◆ What is being asked ◆
Scan the data below for lines holding the word "FetchError", and copy each line found.

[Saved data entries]
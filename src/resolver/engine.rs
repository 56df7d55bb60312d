//! Resolution engine.
//!
//! Walks the manifest in prerequisite-respecting declaration order. Each
//! declaration gets a presence check first, then a staged fetch and an
//! atomic promotion. Failures are collected into outcomes rather than
//! raised, so one broken dependency never hides the state of the others.

use std::collections::HashSet;
use std::sync::atomic::{AtomicBool, Ordering};
use std::sync::Arc;
use std::time::Duration;

use chrono::Utc;

use crate::fetch::{BackendSet, FetchRequest, Staging};
use crate::manifest::{Declaration, Manifest};
use crate::resolver::graph::PrereqGraph;
use crate::resolver::outcome::{Outcome, ResolutionStatus, RunReport};
use crate::resolver::parallel;
use crate::version::Constraint;
use crate::workspace::Workspace;

/// Tuning for a resolve run.
#[derive(Debug, Clone)]
pub struct ResolveOptions {
    /// Per-fetch timeout handed to backends.
    pub timeout: Duration,

    /// Worker count; 1 resolves sequentially in declaration order.
    pub jobs: usize,
}

impl Default for ResolveOptions {
    fn default() -> Self {
        Self {
            timeout: Duration::from_secs(300),
            jobs: 1,
        }
    }
}

/// Progress events emitted during a run.
#[derive(Debug)]
pub enum ResolveProgress<'a> {
    /// A declaration is about to fetch (not emitted for blocked ones).
    Starting {
        name: &'a str,
        index: usize,
        total: usize,
    },
    /// A declaration reached a terminal status.
    Finished { outcome: &'a Outcome },
}

/// Resolves a manifest against a workspace through a set of backends.
pub struct Resolver {
    workspace: Workspace,
    backends: BackendSet,
    options: ResolveOptions,
    cancel: Arc<AtomicBool>,
}

impl Resolver {
    pub fn new(workspace: Workspace, backends: BackendSet, options: ResolveOptions) -> Self {
        Self {
            workspace,
            backends,
            options,
            cancel: Arc::new(AtomicBool::new(false)),
        }
    }

    pub fn workspace(&self) -> &Workspace {
        &self.workspace
    }

    pub fn options(&self) -> &ResolveOptions {
        &self.options
    }

    /// Flag a signal handler can set to stop the run between declarations.
    /// In-flight work either completes its promotion or discards staging;
    /// already-promoted dependencies are left complete.
    pub fn cancel_flag(&self) -> Arc<AtomicBool> {
        Arc::clone(&self.cancel)
    }

    pub(crate) fn cancelled(&self) -> bool {
        self.cancel.load(Ordering::SeqCst)
    }

    /// Resolve every declaration, reporting nothing along the way.
    pub fn resolve(&self, manifest: &Manifest) -> RunReport {
        self.resolve_with_progress(manifest, &mut |_| {})
    }

    /// Resolve every declaration, emitting progress events.
    ///
    /// The report lists outcomes in declaration order regardless of the
    /// order work actually ran in.
    pub fn resolve_with_progress(
        &self,
        manifest: &Manifest,
        progress: &mut dyn FnMut(ResolveProgress<'_>),
    ) -> RunReport {
        let started_at = Utc::now();
        let graph = PrereqGraph::from_manifest(manifest);

        let mut outcomes = if self.options.jobs > 1 {
            parallel::resolve_levels(self, manifest, &graph, progress)
        } else {
            self.resolve_sequential(manifest, &graph, progress)
        };

        outcomes.sort_by_key(|o| manifest.index_of(&o.name).unwrap_or(usize::MAX));

        RunReport {
            document: manifest.document().to_path_buf(),
            started_at,
            finished_at: Utc::now(),
            outcomes,
        }
    }

    fn resolve_sequential(
        &self,
        manifest: &Manifest,
        graph: &PrereqGraph,
        progress: &mut dyn FnMut(ResolveProgress<'_>),
    ) -> Vec<Outcome> {
        let decls = manifest.declarations();
        let total = decls.len();
        let mut failed: HashSet<String> = HashSet::new();
        let mut outcomes = Vec::with_capacity(total);

        for (position, index) in graph.stable_topological_order().into_iter().enumerate() {
            let decl = &decls[index];
            let outcome = self.decide(decl, &failed, || {
                progress(ResolveProgress::Starting {
                    name: &decl.name,
                    index: position,
                    total,
                });
            });

            if outcome.status == ResolutionStatus::Failed {
                failed.insert(decl.name.clone());
            }
            progress(ResolveProgress::Finished { outcome: &outcome });
            outcomes.push(outcome);
        }
        outcomes
    }

    /// Route one declaration through the per-dependency state machine:
    /// cancelled and blocked short-circuit without touching the backend.
    pub(crate) fn decide(
        &self,
        decl: &Declaration,
        failed: &HashSet<String>,
        on_start: impl FnOnce(),
    ) -> Outcome {
        let target = match self.workspace.target_key(decl) {
            Ok(key) => key,
            Err(message) => return Outcome::failed(&decl.name, "", message),
        };

        if self.cancelled() {
            return Outcome::failed(&decl.name, &target, "cancelled");
        }
        if let Some(prereq) = decl.requires.iter().find(|r| failed.contains(r.as_str())) {
            tracing::debug!(name = %decl.name, prereq = %prereq, "short-circuited by failed prerequisite");
            return Outcome::blocked(&decl.name, &target, prereq);
        }

        on_start();
        self.resolve_one(decl, &target)
    }

    fn resolve_one(&self, decl: &Declaration, target: &str) -> Outcome {
        let target_dir = self.workspace.root().join(target);
        let constraint = Constraint::parse(decl.version.as_deref());
        let backend = self.backends.for_source(&decl.source);

        if backend.check_present(&target_dir, &constraint) {
            tracing::debug!(name = %decl.name, target = %target, "already present");
            return Outcome::already_present(&decl.name, target);
        }

        tracing::info!(
            name = %decl.name,
            source = %decl.source,
            backend = backend.name(),
            "fetching"
        );

        let staging = match Staging::create(&self.workspace.staging_root(), &decl.name) {
            Ok(staging) => staging,
            Err(e) => {
                return Outcome::failed(&decl.name, target, format!("failed to stage: {}", e))
            }
        };

        let request = FetchRequest {
            source: &decl.source,
            version: decl.version.as_deref(),
            dest: staging.path(),
            base: self.workspace.root(),
            timeout: self.options.timeout,
        };

        match backend.fetch(&request) {
            Ok(()) => match staging.promote(&target_dir, decl.version.as_deref()) {
                Ok(()) => Outcome::resolved(&decl.name, target),
                Err(e) => Outcome::failed(
                    &decl.name,
                    target,
                    format!("failed to promote into place: {}", e),
                ),
            },
            Err(e) => {
                tracing::warn!(name = %decl.name, error = %e, "fetch failed");
                Outcome::failed(&decl.name, target, e.to_string())
            }
        }
    }
}

#[cfg(test)]
mod tests {
    use super::*;
    use crate::fetch::{Backend, FetchError};
    use crate::manifest::parse_str;
    use std::fs;
    use std::path::Path;
    use std::sync::Mutex;
    use tempfile::TempDir;

    /// Backend that materializes a single file, failing (or timing out) for
    /// configured declaration sources, and records every fetch it was asked
    /// to perform.
    struct ScriptedBackend {
        fail_sources: Vec<String>,
        fetched: Mutex<Vec<String>>,
    }

    impl ScriptedBackend {
        fn new(fail_sources: &[&str]) -> Arc<Self> {
            Arc::new(Self {
                fail_sources: fail_sources.iter().map(|s| s.to_string()).collect(),
                fetched: Mutex::new(Vec::new()),
            })
        }

        fn fetched(&self) -> Vec<String> {
            self.fetched.lock().unwrap().clone()
        }
    }

    impl Backend for ScriptedBackend {
        fn name(&self) -> &'static str {
            "scripted"
        }

        fn fetch(&self, request: &FetchRequest<'_>) -> Result<(), FetchError> {
            self.fetched.lock().unwrap().push(request.source.to_string());
            if self.fail_sources.iter().any(|s| s == request.source) {
                return Err(FetchError::Timeout);
            }
            fs::write(request.dest.join("content"), request.source)?;
            Ok(())
        }
    }

    fn manifest(section: &str) -> Manifest {
        parse_str(
            &format!("## Dependencies\n{}", section),
            Path::new("README.md"),
        )
        .unwrap()
    }

    fn resolver(temp: &TempDir, backend: Arc<ScriptedBackend>, jobs: usize) -> Resolver {
        Resolver::new(
            Workspace::new(temp.path(), "vendor"),
            BackendSet::uniform(backend),
            ResolveOptions {
                timeout: Duration::from_secs(5),
                jobs,
            },
        )
    }

    #[test]
    fn resolves_declarations_in_order() {
        let temp = TempDir::new().unwrap();
        let backend = ScriptedBackend::new(&[]);
        let r = resolver(&temp, Arc::clone(&backend), 1);

        let report = r.resolve(&manifest(
            "libfoo https://example/libfoo v1.2 vendor/libfoo\n\
             libbar https://example/libbar - vendor/libbar\n",
        ));

        assert!(report.success());
        assert_eq!(report.outcomes.len(), 2);
        assert!(report
            .outcomes
            .iter()
            .all(|o| o.status == ResolutionStatus::Resolved));
        assert!(temp.path().join("vendor/libfoo/content").exists());
        assert!(temp.path().join("vendor/libbar/content").exists());
        assert_eq!(
            backend.fetched(),
            vec!["https://example/libfoo", "https://example/libbar"]
        );
    }

    #[test]
    fn second_run_is_already_present() {
        let temp = TempDir::new().unwrap();
        let backend = ScriptedBackend::new(&[]);
        let r = resolver(&temp, Arc::clone(&backend), 1);
        let m = manifest("libfoo https://example/libfoo v1.2\n");

        assert!(r.resolve(&m).success());
        let second = r.resolve(&m);

        assert_eq!(second.count(ResolutionStatus::AlreadyPresent), 1);
        // only the first run fetched
        assert_eq!(backend.fetched().len(), 1);
    }

    #[test]
    fn independent_failure_does_not_spread() {
        let temp = TempDir::new().unwrap();
        let backend = ScriptedBackend::new(&["https://example/b"]);
        let r = resolver(&temp, backend, 1);

        let report = r.resolve(&manifest(
            "a https://example/a\n\
             b https://example/b\n\
             c https://example/c\n",
        ));

        let statuses: Vec<ResolutionStatus> =
            report.outcomes.iter().map(|o| o.status).collect();
        assert_eq!(
            statuses,
            vec![
                ResolutionStatus::Resolved,
                ResolutionStatus::Failed,
                ResolutionStatus::Resolved
            ]
        );
        assert_eq!(report.outcomes[1].detail, "timeout");
    }

    #[test]
    fn failed_prerequisite_blocks_dependent_without_fetching() {
        let temp = TempDir::new().unwrap();
        let backend = ScriptedBackend::new(&["https://example/a"]);
        let r = resolver(&temp, Arc::clone(&backend), 1);

        let report = r.resolve(&manifest(
            "a https://example/a\n\
             b https://example/b - - a\n",
        ));

        assert_eq!(report.outcomes[1].status, ResolutionStatus::Failed);
        assert_eq!(report.outcomes[1].detail, "blocked by a");
        // b's fetch was never invoked
        assert_eq!(backend.fetched(), vec!["https://example/a"]);
    }

    #[test]
    fn blocking_is_transitive() {
        let temp = TempDir::new().unwrap();
        let backend = ScriptedBackend::new(&["https://example/a"]);
        let r = resolver(&temp, backend, 1);

        let report = r.resolve(&manifest(
            "a https://example/a\n\
             b https://example/b - - a\n\
             c https://example/c - - b\n",
        ));

        assert_eq!(report.outcomes[2].detail, "blocked by b");
    }

    #[test]
    fn out_of_order_prerequisite_is_resolved_first() {
        let temp = TempDir::new().unwrap();
        let backend = ScriptedBackend::new(&[]);
        let r = resolver(&temp, Arc::clone(&backend), 1);

        let report = r.resolve(&manifest(
            "b https://example/b - - a\n\
             a https://example/a\n",
        ));

        assert!(report.success());
        assert_eq!(
            backend.fetched(),
            vec!["https://example/a", "https://example/b"]
        );
        // report stays in declaration order
        assert_eq!(report.outcomes[0].name, "b");
        assert_eq!(report.outcomes[1].name, "a");
    }

    #[test]
    fn invalid_target_fails_that_declaration_only() {
        let temp = TempDir::new().unwrap();
        let backend = ScriptedBackend::new(&[]);
        let r = resolver(&temp, backend, 1);

        let report = r.resolve(&manifest(
            "evil https://example/evil - ../outside\n\
             good https://example/good\n",
        ));

        assert_eq!(report.outcomes[0].status, ResolutionStatus::Failed);
        assert!(report.outcomes[0].detail.contains("escapes"));
        assert_eq!(report.outcomes[1].status, ResolutionStatus::Resolved);
    }

    #[test]
    fn cancelled_run_keeps_completed_work() {
        let temp = TempDir::new().unwrap();
        let backend = ScriptedBackend::new(&[]);
        let r = resolver(&temp, Arc::clone(&backend), 1);
        r.cancel_flag().store(true, Ordering::SeqCst);

        let report = r.resolve(&manifest("a https://example/a\n"));

        assert_eq!(report.outcomes[0].detail, "cancelled");
        assert!(backend.fetched().is_empty());
    }

    #[test]
    fn progress_events_cover_fetched_declarations() {
        let temp = TempDir::new().unwrap();
        let backend = ScriptedBackend::new(&["https://example/a"]);
        let r = resolver(&temp, backend, 1);

        let mut started = Vec::new();
        let mut finished = Vec::new();
        r.resolve_with_progress(
            &manifest(
                "a https://example/a\n\
                 b https://example/b - - a\n",
            ),
            &mut |event| match event {
                ResolveProgress::Starting { name, .. } => started.push(name.to_string()),
                ResolveProgress::Finished { outcome } => finished.push(outcome.name.clone()),
            },
        );

        // blocked declarations never start, but always finish
        assert_eq!(started, vec!["a"]);
        assert_eq!(finished, vec!["a", "b"]);
    }

    #[test]
    fn parallel_mode_matches_sequential_results() {
        let temp = TempDir::new().unwrap();
        let backend = ScriptedBackend::new(&["https://example/b"]);
        let r = resolver(&temp, backend, 4);

        let report = r.resolve(&manifest(
            "a https://example/a\n\
             b https://example/b\n\
             c https://example/c\n\
             d https://example/d - - b\n",
        ));

        assert_eq!(report.outcomes[0].status, ResolutionStatus::Resolved);
        assert_eq!(report.outcomes[1].status, ResolutionStatus::Failed);
        assert_eq!(report.outcomes[2].status, ResolutionStatus::Resolved);
        assert_eq!(report.outcomes[3].detail, "blocked by b");
    }
}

◆ Result ◆
    use crate::fetch::{Backend, FetchError};
        fn fetch(&self, request: &FetchRequest<'_>) -> Result<(), FetchError> {
                return Err(FetchError::Timeout);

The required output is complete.